- What is expected -
Reproduce verbatim the lines of the material below, starting at the line with "let stage = state.task.current_stage_name().to_string();" and ending at the line with "if let Some(context)", both inclusive; skip the rest.

- Supplied material -
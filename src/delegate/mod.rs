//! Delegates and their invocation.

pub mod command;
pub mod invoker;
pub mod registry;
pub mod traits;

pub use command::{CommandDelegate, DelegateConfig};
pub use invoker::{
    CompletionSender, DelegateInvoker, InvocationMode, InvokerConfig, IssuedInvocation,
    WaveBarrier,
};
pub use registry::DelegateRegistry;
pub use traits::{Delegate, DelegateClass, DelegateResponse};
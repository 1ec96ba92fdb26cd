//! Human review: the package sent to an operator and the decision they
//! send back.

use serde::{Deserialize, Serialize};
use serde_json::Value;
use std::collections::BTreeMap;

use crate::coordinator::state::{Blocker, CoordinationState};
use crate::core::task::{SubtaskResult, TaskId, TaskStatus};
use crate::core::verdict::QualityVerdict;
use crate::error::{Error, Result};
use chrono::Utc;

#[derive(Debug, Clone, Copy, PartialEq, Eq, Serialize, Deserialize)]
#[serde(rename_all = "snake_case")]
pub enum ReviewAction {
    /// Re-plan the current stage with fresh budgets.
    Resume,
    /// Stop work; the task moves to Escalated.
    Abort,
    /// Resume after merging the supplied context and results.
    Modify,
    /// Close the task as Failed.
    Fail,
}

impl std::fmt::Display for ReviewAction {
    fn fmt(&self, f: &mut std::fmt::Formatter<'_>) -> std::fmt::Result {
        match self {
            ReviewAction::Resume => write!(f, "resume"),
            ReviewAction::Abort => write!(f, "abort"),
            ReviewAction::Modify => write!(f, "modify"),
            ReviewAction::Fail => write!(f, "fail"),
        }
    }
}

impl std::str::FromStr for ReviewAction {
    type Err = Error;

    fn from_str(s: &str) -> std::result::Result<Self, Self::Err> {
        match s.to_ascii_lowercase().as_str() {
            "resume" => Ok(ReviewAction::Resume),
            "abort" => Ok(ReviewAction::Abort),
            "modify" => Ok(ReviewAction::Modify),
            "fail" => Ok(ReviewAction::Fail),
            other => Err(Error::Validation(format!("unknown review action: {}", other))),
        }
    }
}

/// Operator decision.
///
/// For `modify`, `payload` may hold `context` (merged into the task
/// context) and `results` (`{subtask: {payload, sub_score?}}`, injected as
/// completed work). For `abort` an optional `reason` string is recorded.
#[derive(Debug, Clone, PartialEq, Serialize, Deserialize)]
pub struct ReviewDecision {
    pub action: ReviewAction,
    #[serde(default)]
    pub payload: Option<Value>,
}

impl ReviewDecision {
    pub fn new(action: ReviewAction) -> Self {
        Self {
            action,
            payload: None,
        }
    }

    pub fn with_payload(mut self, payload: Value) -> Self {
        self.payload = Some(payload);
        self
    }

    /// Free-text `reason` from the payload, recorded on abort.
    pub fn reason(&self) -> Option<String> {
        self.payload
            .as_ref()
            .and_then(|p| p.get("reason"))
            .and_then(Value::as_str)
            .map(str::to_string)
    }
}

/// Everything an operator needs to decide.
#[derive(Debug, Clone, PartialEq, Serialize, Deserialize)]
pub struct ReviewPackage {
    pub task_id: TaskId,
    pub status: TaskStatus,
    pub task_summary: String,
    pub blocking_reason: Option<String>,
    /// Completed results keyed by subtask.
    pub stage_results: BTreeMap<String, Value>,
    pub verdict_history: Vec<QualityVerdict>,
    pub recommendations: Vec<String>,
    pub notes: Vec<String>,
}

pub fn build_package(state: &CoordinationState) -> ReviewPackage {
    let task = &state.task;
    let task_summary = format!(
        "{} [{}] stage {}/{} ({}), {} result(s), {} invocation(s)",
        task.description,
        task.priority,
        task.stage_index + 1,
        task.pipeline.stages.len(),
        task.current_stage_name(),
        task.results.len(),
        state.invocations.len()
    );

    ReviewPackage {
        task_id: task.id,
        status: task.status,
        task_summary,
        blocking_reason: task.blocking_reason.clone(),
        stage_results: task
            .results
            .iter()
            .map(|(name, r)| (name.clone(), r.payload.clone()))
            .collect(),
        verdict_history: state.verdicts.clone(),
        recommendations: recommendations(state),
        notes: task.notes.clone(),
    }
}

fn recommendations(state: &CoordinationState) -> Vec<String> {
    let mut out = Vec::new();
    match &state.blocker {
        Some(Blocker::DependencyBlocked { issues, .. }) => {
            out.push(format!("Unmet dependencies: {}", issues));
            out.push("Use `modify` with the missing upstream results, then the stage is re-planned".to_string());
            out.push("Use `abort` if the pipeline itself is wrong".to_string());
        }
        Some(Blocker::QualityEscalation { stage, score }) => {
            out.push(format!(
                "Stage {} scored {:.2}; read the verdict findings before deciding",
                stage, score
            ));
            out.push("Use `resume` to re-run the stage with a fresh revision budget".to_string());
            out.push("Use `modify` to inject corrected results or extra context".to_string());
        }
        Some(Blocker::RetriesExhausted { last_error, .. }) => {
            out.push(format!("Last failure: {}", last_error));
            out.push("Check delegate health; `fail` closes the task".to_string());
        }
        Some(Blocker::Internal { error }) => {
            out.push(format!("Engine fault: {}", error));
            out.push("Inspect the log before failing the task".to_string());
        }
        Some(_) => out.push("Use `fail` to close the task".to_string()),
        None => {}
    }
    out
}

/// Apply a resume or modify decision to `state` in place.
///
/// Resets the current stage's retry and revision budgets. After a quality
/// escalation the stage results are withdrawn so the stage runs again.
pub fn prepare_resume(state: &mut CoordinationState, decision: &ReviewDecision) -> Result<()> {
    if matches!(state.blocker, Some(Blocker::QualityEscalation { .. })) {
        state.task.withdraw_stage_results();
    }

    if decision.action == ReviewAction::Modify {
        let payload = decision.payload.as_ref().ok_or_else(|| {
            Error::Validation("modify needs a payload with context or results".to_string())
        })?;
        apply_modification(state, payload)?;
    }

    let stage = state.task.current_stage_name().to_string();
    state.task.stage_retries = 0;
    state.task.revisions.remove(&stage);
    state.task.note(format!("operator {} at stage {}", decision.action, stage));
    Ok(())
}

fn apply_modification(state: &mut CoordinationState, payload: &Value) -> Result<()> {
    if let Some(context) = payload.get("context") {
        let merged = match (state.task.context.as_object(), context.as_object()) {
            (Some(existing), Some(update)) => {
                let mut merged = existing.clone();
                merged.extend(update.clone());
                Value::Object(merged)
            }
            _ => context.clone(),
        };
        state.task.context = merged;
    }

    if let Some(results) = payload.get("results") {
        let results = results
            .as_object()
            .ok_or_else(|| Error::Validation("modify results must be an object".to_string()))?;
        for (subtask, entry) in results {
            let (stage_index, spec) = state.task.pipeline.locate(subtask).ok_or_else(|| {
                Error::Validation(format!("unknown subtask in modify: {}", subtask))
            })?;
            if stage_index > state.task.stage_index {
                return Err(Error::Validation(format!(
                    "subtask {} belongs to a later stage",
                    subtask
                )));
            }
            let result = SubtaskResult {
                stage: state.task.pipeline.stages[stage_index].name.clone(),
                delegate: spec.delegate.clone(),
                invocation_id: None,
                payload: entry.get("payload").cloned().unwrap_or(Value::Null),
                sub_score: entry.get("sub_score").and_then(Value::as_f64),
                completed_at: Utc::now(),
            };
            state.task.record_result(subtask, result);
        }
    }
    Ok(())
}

- The completed task -
    let stage = state.task.current_stage_name().to_string();
    state.task.stage_retries = 0;
    state.task.revisions.remove(&stage);
    state.task.note(format!("operator {} at stage {}", decision.action, stage));
    Ok(())
}

fn apply_modification(state: &mut CoordinationState, payload: &Value) -> Result<()> {
    if let Some(context) = payload.get("context") {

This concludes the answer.